| ASSIGNMENT |
Scan the entries below. Return every line that includes "iter".

(Collected data)
++++++++++++++++++++
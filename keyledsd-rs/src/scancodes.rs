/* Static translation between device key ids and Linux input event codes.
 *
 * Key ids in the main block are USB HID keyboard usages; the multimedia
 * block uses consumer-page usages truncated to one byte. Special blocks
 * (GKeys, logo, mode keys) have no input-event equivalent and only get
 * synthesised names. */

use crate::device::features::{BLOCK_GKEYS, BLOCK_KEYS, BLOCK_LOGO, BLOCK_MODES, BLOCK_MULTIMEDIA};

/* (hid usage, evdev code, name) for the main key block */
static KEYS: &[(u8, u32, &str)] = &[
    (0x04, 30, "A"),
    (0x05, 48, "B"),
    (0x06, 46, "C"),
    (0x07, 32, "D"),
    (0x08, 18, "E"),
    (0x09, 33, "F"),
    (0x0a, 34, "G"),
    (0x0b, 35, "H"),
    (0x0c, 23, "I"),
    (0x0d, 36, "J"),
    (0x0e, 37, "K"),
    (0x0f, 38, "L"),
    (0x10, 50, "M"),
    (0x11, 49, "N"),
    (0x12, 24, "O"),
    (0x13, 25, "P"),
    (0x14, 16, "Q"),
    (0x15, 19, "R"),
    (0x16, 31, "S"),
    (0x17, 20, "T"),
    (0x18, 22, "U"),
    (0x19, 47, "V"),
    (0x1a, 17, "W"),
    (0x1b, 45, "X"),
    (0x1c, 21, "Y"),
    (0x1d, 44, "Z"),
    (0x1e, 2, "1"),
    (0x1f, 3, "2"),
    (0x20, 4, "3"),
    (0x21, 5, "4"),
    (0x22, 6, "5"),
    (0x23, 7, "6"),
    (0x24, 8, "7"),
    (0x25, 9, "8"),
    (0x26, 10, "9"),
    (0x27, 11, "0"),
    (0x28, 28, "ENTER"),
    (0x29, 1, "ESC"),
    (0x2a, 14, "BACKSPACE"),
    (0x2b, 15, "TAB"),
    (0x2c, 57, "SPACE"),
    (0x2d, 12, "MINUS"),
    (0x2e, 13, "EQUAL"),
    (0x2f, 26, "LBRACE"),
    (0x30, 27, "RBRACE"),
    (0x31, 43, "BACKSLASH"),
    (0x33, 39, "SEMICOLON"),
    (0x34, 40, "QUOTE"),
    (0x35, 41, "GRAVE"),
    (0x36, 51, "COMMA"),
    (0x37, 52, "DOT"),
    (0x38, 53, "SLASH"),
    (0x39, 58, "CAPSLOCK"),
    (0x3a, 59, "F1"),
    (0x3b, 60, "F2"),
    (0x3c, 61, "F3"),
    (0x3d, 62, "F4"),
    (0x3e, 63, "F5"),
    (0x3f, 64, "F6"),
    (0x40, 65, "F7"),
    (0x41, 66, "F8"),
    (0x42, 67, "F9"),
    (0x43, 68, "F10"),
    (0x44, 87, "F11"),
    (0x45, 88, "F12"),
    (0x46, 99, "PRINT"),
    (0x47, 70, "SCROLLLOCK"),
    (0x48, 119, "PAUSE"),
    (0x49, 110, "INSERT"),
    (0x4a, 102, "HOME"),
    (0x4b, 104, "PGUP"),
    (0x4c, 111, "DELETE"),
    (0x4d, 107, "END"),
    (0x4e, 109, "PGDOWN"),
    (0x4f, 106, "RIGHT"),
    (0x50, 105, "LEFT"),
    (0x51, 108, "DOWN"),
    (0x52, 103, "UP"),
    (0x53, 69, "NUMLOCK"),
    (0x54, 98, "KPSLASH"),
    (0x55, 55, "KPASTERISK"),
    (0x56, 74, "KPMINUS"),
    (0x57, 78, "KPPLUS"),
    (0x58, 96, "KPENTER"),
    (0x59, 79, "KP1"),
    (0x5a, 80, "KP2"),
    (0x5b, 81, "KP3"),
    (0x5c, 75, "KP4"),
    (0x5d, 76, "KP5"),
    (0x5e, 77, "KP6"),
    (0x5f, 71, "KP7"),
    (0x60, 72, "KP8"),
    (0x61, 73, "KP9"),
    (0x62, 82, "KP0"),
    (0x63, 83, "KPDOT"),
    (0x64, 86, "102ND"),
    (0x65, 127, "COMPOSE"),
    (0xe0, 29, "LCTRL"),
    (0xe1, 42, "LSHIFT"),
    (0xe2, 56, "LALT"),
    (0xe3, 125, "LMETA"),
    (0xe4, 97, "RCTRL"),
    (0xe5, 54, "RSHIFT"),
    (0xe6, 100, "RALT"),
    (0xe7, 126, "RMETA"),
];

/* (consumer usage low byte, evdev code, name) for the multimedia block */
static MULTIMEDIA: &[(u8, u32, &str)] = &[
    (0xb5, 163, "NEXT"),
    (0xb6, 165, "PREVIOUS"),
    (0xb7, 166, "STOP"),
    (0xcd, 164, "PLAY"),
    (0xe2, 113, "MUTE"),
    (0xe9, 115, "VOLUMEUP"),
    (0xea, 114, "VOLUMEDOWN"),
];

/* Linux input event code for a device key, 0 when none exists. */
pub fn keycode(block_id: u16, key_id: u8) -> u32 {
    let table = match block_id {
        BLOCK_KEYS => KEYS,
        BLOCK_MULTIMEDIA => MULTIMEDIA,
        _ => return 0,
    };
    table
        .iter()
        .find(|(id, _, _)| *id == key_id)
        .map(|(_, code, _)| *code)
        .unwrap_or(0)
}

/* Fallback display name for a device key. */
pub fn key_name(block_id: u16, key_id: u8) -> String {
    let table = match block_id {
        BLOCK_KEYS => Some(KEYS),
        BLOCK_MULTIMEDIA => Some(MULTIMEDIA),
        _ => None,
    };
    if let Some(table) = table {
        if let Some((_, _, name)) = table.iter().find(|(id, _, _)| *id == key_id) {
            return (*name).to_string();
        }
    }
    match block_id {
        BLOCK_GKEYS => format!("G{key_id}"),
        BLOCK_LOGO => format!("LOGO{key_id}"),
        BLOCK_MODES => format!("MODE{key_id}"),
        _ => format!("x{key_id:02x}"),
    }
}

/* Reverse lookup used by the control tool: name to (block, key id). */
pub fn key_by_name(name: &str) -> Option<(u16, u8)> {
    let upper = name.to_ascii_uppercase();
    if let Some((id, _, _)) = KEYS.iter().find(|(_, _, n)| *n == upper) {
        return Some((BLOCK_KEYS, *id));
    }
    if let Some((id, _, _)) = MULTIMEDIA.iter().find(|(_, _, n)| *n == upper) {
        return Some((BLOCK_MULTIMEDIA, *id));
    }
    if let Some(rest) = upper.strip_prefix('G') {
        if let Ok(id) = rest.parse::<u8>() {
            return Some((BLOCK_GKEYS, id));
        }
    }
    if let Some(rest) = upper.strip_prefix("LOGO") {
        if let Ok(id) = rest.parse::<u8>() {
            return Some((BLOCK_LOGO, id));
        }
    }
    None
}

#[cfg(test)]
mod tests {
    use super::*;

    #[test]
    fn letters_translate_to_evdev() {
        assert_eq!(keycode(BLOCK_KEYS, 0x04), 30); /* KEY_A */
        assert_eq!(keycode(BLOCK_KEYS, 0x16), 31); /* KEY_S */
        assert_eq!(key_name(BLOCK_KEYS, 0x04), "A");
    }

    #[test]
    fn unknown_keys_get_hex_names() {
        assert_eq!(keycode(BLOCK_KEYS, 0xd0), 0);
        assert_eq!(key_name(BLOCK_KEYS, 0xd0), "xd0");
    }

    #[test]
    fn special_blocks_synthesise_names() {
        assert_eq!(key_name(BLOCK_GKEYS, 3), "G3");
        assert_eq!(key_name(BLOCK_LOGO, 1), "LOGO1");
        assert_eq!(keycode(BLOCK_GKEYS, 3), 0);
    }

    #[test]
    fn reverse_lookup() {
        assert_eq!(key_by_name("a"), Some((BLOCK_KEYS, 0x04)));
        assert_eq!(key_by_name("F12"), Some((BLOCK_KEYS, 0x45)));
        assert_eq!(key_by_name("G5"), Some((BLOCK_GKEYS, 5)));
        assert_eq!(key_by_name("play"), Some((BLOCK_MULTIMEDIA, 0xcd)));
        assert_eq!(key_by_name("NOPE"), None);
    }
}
++++++++++++++++++++
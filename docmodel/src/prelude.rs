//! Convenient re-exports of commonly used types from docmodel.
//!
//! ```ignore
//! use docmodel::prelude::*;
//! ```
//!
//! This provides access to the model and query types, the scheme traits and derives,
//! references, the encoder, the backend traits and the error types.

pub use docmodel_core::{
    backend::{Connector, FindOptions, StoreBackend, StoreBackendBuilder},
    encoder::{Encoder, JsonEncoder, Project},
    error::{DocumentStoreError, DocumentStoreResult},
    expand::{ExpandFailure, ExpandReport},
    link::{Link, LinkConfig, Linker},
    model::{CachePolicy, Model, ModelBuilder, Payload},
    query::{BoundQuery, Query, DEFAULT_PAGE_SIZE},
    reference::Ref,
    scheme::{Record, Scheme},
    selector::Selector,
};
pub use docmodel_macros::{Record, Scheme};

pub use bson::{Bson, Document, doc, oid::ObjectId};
++++++++++++++++++++
| OUTPUT |
        .iter()
        if let Some((_, _, name)) = table.iter().find(|(id, _, _)| *id == key_id) {
    if let Some((id, _, _)) = KEYS.iter().find(|(_, _, n)| *n == upper) {
    if let Some((id, _, _)) = MULTIMEDIA.iter().find(|(_, _, n)| *n == upper) {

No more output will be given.